A significant event in Sigrid Undset's life was her conversion to the Catholic faith in 1924, which caused a scandal in the almost purely Protestant Norway. She processed this step in her books Gymnadenia (1929), The Burning Busch (1930), Katharina Benincasa and the essay volume Encounters and Separations (1931).

Exile and return

The German occupation of the country in 1940 ended Sigrid Undset's great creative period. She had to flee Norway because she had been involved in the resistance movement against Hitler and National Socialism in the early 1930s . She traveled with her youngest son Hans via Sweden , the Soviet Union and Japan to the USA , where she stayed until the end of the war. Her eldest son, Anders, had died in the war after she had recently lost her daughter. Nonetheless, she published the work Again in the Future, which still shows a positive attitude towards life . While there she accused National Socialist Germany as the enemy of her beloved homeland Norway, but looked to the future with courage and optimism without hatred and bitterness:

“The ideals of democracies have never been dreams, but goals. [...] We never want to imagine that any future wave could ever bring us to a goal. We can only find the way forward to our goals through our own efforts, through tireless, patient and courageous work. "

In 1943 she was elected as an honorary foreign member of the American Academy of Arts and Letters . In 1945 Sigrid Undset returned to Norway, where she died four years later. She was buried in Mesnali, a village 15 km east of Lillehammer, where her grave can still be visited today.

Character and effect

Undset's work is characterized by geographical and cultural expertise that she acquired without the opportunity to graduate.

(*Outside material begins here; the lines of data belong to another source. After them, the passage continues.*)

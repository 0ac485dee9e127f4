//! Event type names published on the event bus for job lifecycle changes.
//!
//! The ingest gateway waits on these to answer synchronous callers.

/// Job was accepted into the queue.
pub const EVENT_JOB_ENQUEUED: &str = "job.enqueued";

/// Job finalized with a result.
pub const EVENT_JOB_COMPLETED: &str = "job.completed";

/// Job finalized with a provider or validation failure.
pub const EVENT_JOB_FAILED: &str = "job.failed";

/// Job finalized because its deadline passed.
pub const EVENT_JOB_TIMED_OUT: &str = "job.timed_out";

/// Job was cancelled (by an administrator or worker shutdown).
pub const EVENT_JOB_CANCELLED: &str = "job.cancelled";

/// Whether `event_type` marks a terminal transition.
pub fn is_terminal(event_type: &str) -> bool {
    matches!(
        event_type,
        EVENT_JOB_COMPLETED | EVENT_JOB_FAILED | EVENT_JOB_TIMED_OUT | EVENT_JOB_CANCELLED
    )
}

But Sigrid Undset is even more convincing through human empathy, mature life experience and linguistic expressiveness. Her ability to always reconcile the content and narrative style of her works - from Norwegian sagas to saints' lives to modern prose - is remarkable.

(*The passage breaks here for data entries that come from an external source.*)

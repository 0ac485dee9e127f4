//! Admission of uploads into the job queue.
//!
//! [`IngestGateway::submit`] validates an upload, stores it as a temporary
//! payload and enqueues a job whose deadline is `T_sync_response` from now.
//! [`IngestGateway::submit_and_wait`] also waits on the event bus for the
//! job to finalize, answering synchronous callers within that deadline.

use photochanger_core::deadlines::{self, DeadlinePolicy, DEFAULT_SYNC_RESPONSE_SECS};
use photochanger_core::ingest::{normalize_content_type, validate_upload, DEFAULT_MAX_UPLOAD_BYTES};
use photochanger_core::job_events;
use photochanger_core::types::JobId;
use photochanger_db::models::job::Job;
use photochanger_db::models::status::FailureReason;
use photochanger_events::JobEvent;
use tokio::sync::broadcast::error::RecvError;

use crate::context::PipelineContext;
use crate::error::{IngestError, QueueError};

#[derive(Debug, Clone)]
pub struct IngestConfig {
    pub sync_timeout_sec: u32,
    /// Must equal `sync_timeout_sec`.
    pub public_link_ttl_sec: u32,
    pub max_upload_bytes: usize,
}

impl Default for IngestConfig {
    fn default() -> Self {
        Self {
            sync_timeout_sec: DEFAULT_SYNC_RESPONSE_SECS,
            public_link_ttl_sec: DEFAULT_SYNC_RESPONSE_SECS,
            max_upload_bytes: DEFAULT_MAX_UPLOAD_BYTES,
        }
    }
}

impl IngestConfig {
    /// Deadline rule the job queue must enforce for jobs admitted here.
    pub fn deadlines(&self) -> DeadlinePolicy {
        DeadlinePolicy {
            sync_timeout_sec: self.sync_timeout_sec,
            public_link_ttl_sec: self.public_link_ttl_sec,
        }
    }
}

/// An uploaded image.
#[derive(Debug, Clone)]
pub struct Upload {
    pub content_type: String,
    pub bytes: Vec<u8>,
}

/// Final answer for a synchronous caller.
#[derive(Debug)]
pub enum IngestOutcome {
    Completed(Job),
    /// Finalized without a result (provider error, validation error,
    /// cancellation).
    Failed(Job),
    /// The deadline passed, whether or not the job is finalized yet.
    TimedOut(Job),
}

impl IngestOutcome {
    pub fn job(&self) -> &Job {
        match self {
            Self::Completed(job) | Self::Failed(job) | Self::TimedOut(job) => job,
        }
    }

    fn classify(job: Job) -> Self {
        match job.failure_reason {
            None if job.is_finalized => Self::Completed(job),
            Some(FailureReason::Timeout) => Self::TimedOut(job),
            Some(_) => Self::Failed(job),
            None => Self::TimedOut(job),
        }
    }
}

pub struct IngestGateway {
    ctx: PipelineContext,
    config: IngestConfig,
}

impl IngestGateway {
    pub fn new(ctx: PipelineContext, config: IngestConfig) -> Self {
        Self { ctx, config }
    }

    /// Validate, store and enqueue an upload for `slot_id`.
    ///
    /// The payload is removed again if the queue refuses the job.
    pub async fn submit(&self, slot_id: &str, upload: Upload) -> Result<Job, IngestError> {
        validate_upload(&upload.content_type, upload.bytes.len(), self.config.max_upload_bytes)?;
        let content_type = normalize_content_type(&upload.content_type);

        if self.ctx.slots.find(slot_id).await?.is_none() {
            return Err(IngestError::SlotNotFound(slot_id.to_string()));
        }

        let now = self.ctx.clock.now();
        let expires_at = self.config.deadlines().expires_at(now)?;
        let mut job = Job::new_pending(slot_id, None, now, expires_at);

        let payload_expires_at =
            deadlines::artifact_expiry(now, expires_at, self.config.public_link_ttl_sec);
        let payload = self
            .ctx
            .media
            .store_payload(job.id, &upload.bytes, &content_type, payload_expires_at)
            .await?;
        job.payload_path = Some(payload.path.clone());

        let job = match self.ctx.queue.enqueue(job).await {
            Ok(job) => job,
            Err(e) => {
                if let Err(remove_err) = self.ctx.media.remove(&payload.path).await {
                    tracing::warn!(
                        path = %payload.path,
                        error = %remove_err,
                        "Failed to remove payload of rejected job",
                    );
                }
                if matches!(e, QueueError::Busy { .. }) {
                    tracing::info!(slot_id = %slot_id, error = %e, "Ingest rejected by admission control");
                } else {
                    tracing::error!(slot_id = %slot_id, error = %e, "Ingest enqueue failed");
                }
                return Err(e.into());
            }
        };

        // The queue logged `received` with the insert.
        self.ctx.stats.invalidate(&job.slot_id);
        self.ctx.events.publish(
            JobEvent::new(job_events::EVENT_JOB_ENQUEUED)
                .for_job(job.id, &job.slot_id)
                .with_payload(serde_json::json!({ "expires_at": job.expires_at }))
                .at(now),
        );
        tracing::info!(
            job_id = %job.id,
            slot_id = %job.slot_id,
            expires_at = %job.expires_at,
            "Job accepted",
        );
        Ok(job)
    }

    /// Submit and wait until the job finalizes or its deadline passes.
    pub async fn submit_and_wait(
        &self,
        slot_id: &str,
        upload: Upload,
    ) -> Result<IngestOutcome, IngestError> {
        // Subscribe first so the terminal event cannot slip past.
        let mut events = self.ctx.events.subscribe();
        let job = self.submit(slot_id, upload).await?;
        let job_id = job.id;

        let remaining = deadlines::remaining(job.expires_at, self.ctx.clock.now());
        let deadline = tokio::time::sleep(remaining);
        tokio::pin!(deadline);

        loop {
            tokio::select! {
                _ = &mut deadline => break,
                received = events.recv() => match received {
                    Ok(event) if event.is_terminal_for(job_id) => break,
                    Ok(_) => {}
                    Err(RecvError::Lagged(skipped)) => {
                        tracing::debug!(job_id = %job_id, skipped, "Event receiver lagged, checking job");
                        if self.finalized(job_id).await?.is_some() {
                            break;
                        }
                    }
                    Err(RecvError::Closed) => break,
                },
            }
        }

        let current = self
            .ctx
            .queue
            .get_job(job_id)
            .await?
            .ok_or(QueueError::NotFound(job_id))?;
        Ok(IngestOutcome::classify(current))
    }

    async fn finalized(&self, job_id: JobId) -> Result<Option<Job>, IngestError> {
        Ok(self
            .ctx
            .queue
            .get_job(job_id)
            .await?
            .filter(|job| job.is_finalized))
    }
}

Alongside Olav Duun and Johan Falkberget, Sigrid Undset is one of the authors who had a decisive influence on Norwegian literature at the beginning of the 20th century. All three belong to the so-called neorealists , who stylistically belong to bourgeois realism, but who strive for a deeper psychological drawing of their figures and are nationally oriented.

In Norway, Sigrid Undset - as one of three Norwegian Nobel Prize winners alongside Bjørnstjerne Bjørnson and Knut Hamsun - is counted among the great authors of the 19th and 20th centuries. Norway honors them with an image on the 500 kroner note. In 2002 the asteroid (9919) Undset was named after her. Outside of Norway, however, her works are rarely read.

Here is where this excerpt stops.